Entries supplied>
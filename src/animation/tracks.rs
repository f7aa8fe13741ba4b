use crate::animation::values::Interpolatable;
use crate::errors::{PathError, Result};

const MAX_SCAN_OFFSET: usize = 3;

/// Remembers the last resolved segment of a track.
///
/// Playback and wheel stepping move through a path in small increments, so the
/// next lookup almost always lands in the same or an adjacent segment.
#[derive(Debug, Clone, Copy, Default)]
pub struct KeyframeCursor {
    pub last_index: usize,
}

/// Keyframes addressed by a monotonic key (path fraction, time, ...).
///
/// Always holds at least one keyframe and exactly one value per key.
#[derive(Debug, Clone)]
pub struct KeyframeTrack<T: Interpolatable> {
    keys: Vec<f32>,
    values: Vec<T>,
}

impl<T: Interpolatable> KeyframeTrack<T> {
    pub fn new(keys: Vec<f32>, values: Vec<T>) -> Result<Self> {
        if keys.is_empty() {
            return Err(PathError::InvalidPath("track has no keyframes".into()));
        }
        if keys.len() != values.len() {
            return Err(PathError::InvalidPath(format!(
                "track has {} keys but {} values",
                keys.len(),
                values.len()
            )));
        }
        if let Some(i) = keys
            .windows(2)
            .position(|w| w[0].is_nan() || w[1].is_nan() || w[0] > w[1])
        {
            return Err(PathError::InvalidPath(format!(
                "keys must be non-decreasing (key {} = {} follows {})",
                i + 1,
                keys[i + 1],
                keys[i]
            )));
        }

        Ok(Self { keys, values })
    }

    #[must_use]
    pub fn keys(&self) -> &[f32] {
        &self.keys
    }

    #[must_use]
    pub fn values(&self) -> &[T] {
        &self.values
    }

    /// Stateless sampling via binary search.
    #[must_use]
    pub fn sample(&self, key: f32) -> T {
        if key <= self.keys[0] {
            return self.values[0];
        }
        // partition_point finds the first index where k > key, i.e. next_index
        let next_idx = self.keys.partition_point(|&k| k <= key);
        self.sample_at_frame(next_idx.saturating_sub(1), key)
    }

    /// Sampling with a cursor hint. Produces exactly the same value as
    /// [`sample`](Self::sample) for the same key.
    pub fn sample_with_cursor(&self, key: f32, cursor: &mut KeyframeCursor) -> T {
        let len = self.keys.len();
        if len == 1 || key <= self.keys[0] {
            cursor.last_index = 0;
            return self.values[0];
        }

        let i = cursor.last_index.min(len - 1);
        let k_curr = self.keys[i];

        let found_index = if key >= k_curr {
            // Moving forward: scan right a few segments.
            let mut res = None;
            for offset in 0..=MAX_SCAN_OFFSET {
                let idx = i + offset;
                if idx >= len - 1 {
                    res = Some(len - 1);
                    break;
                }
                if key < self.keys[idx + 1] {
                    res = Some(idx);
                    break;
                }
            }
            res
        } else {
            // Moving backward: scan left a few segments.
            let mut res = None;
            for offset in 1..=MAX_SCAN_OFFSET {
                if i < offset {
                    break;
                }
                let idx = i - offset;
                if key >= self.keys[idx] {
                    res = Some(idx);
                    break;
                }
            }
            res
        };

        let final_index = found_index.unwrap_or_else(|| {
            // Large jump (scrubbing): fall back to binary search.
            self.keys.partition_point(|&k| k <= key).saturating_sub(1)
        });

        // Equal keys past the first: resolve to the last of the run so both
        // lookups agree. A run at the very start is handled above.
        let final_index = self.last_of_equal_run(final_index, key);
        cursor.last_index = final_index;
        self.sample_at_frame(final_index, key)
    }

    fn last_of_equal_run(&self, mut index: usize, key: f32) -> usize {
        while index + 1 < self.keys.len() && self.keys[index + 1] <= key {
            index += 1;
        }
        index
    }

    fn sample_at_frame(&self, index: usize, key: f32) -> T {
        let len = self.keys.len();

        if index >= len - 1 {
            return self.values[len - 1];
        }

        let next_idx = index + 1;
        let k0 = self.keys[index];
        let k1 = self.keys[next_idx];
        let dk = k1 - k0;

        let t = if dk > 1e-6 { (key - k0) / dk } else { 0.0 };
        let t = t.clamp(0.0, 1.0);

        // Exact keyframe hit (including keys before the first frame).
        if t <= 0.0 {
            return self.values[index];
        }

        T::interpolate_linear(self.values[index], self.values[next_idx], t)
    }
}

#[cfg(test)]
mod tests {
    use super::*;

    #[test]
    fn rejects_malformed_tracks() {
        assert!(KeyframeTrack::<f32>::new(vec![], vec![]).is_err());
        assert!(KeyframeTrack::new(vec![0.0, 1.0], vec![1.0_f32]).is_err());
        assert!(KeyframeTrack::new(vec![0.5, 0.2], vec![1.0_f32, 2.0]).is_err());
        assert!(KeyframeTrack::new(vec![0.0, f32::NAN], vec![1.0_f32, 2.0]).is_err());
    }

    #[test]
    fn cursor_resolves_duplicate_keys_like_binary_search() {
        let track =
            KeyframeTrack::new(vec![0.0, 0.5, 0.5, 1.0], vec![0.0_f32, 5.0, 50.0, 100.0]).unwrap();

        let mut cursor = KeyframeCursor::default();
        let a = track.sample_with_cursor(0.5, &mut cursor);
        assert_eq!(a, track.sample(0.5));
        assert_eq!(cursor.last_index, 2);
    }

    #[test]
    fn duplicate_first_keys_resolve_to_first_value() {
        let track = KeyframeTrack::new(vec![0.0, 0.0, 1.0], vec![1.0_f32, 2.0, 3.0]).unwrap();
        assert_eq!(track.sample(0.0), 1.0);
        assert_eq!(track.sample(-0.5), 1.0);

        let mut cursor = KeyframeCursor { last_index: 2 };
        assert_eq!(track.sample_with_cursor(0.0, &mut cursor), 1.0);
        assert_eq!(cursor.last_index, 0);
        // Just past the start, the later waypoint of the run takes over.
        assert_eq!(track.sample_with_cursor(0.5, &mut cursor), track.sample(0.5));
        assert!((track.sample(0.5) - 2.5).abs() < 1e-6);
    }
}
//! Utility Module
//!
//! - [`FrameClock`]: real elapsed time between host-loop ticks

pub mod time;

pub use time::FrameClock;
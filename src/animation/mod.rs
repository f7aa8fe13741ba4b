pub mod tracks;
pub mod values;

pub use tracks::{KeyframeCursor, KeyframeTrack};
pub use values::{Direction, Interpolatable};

--

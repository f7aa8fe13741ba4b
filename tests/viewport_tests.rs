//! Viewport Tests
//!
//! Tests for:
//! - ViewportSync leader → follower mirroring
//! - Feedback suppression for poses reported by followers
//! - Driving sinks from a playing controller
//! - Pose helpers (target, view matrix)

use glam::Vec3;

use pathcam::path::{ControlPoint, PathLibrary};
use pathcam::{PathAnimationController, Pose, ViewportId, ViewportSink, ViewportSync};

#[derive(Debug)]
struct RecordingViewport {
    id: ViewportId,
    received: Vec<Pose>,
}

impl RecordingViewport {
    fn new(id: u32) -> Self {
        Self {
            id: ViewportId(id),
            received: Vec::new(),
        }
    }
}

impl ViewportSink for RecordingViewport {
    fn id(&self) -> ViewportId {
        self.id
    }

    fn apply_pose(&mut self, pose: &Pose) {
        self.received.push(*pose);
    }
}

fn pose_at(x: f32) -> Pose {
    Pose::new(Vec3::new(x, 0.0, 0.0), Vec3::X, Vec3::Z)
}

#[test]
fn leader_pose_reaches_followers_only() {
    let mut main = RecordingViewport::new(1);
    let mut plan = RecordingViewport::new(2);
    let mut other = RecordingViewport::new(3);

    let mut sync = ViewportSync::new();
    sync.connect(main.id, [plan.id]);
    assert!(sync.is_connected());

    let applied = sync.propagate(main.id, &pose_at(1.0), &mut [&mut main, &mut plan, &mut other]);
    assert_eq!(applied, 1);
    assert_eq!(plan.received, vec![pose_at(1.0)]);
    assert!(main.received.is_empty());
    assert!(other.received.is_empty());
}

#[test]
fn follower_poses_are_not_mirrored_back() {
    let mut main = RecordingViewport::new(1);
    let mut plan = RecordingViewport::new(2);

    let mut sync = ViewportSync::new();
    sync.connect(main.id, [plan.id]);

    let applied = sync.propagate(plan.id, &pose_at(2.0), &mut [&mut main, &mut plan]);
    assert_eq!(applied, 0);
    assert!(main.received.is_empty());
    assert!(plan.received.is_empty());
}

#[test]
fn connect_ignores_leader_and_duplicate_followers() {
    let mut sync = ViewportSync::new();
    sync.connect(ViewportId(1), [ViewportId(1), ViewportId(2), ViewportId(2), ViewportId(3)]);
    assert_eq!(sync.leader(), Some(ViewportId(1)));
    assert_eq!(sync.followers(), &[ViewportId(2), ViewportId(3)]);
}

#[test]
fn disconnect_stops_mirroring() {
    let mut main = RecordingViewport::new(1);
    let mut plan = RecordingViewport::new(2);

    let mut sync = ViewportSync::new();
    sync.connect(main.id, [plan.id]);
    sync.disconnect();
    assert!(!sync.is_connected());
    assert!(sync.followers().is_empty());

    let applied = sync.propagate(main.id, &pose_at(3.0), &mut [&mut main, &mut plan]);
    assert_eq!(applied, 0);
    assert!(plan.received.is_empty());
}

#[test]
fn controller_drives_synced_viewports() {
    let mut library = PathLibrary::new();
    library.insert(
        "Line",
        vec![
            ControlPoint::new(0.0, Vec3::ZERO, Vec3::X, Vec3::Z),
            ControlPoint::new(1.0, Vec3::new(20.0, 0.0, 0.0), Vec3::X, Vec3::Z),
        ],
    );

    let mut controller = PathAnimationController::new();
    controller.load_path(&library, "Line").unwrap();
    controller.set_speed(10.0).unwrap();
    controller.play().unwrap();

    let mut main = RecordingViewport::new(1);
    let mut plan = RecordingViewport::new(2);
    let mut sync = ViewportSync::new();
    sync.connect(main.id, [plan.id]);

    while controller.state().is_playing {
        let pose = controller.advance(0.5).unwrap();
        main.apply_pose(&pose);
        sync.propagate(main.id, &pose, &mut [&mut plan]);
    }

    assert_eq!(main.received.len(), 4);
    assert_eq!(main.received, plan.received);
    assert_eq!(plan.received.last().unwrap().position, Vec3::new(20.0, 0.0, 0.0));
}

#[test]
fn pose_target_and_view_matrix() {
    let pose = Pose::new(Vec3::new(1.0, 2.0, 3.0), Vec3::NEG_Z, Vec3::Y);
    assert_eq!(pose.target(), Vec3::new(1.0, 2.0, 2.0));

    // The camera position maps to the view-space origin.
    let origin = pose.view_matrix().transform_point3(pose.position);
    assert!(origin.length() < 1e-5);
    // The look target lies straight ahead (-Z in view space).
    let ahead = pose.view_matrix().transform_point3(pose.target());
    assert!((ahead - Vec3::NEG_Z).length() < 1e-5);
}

==

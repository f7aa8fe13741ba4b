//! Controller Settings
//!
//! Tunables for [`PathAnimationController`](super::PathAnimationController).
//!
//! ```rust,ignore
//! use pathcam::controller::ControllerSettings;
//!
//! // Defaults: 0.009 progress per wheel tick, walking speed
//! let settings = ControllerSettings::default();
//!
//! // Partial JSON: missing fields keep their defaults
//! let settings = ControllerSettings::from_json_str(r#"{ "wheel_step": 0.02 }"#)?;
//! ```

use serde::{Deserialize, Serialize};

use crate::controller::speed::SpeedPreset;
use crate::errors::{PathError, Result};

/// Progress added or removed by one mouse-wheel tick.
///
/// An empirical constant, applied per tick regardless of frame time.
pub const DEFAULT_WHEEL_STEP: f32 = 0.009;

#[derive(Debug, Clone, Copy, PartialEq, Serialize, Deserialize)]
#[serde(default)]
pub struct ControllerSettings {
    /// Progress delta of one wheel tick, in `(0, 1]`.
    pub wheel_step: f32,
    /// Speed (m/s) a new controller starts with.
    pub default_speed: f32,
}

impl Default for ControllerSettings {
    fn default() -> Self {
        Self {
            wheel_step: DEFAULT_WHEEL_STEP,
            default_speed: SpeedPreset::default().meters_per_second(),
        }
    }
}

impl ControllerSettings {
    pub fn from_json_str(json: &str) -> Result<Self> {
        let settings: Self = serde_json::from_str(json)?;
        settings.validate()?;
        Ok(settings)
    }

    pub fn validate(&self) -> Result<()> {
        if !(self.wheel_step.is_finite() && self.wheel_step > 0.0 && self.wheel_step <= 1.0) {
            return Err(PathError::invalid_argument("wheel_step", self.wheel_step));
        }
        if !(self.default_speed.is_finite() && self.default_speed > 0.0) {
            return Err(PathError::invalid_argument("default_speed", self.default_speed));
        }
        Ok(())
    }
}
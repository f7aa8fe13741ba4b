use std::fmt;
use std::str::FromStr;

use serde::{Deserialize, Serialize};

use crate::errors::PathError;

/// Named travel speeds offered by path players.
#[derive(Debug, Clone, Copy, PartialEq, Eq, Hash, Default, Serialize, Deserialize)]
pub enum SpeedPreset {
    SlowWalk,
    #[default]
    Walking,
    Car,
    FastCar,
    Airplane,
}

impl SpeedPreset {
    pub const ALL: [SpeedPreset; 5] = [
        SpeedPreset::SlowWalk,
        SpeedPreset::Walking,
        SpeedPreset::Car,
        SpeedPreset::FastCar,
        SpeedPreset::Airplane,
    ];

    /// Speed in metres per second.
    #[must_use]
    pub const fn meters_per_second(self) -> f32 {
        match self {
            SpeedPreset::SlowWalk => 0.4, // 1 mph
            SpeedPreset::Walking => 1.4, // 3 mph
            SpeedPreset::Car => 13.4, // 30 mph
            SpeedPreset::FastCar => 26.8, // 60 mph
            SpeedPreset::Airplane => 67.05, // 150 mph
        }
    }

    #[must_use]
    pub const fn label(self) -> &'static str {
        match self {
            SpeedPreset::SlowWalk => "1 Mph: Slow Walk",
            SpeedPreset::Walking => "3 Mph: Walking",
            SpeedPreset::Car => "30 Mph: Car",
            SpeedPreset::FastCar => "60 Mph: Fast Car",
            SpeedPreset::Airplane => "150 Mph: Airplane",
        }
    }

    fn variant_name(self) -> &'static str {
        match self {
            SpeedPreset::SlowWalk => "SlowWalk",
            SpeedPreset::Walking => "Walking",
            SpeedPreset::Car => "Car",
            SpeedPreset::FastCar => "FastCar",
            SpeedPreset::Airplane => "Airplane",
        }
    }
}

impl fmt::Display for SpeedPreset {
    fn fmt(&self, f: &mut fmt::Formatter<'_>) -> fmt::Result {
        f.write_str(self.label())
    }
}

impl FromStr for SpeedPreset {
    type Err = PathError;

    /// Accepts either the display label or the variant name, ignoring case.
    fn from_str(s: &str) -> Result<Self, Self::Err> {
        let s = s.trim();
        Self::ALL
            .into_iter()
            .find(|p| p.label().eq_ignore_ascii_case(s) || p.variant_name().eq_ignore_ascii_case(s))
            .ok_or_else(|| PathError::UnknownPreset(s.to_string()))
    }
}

How to complete this task> Return only the number of lines above in which the string "Clone" occurs.

Written solution> 4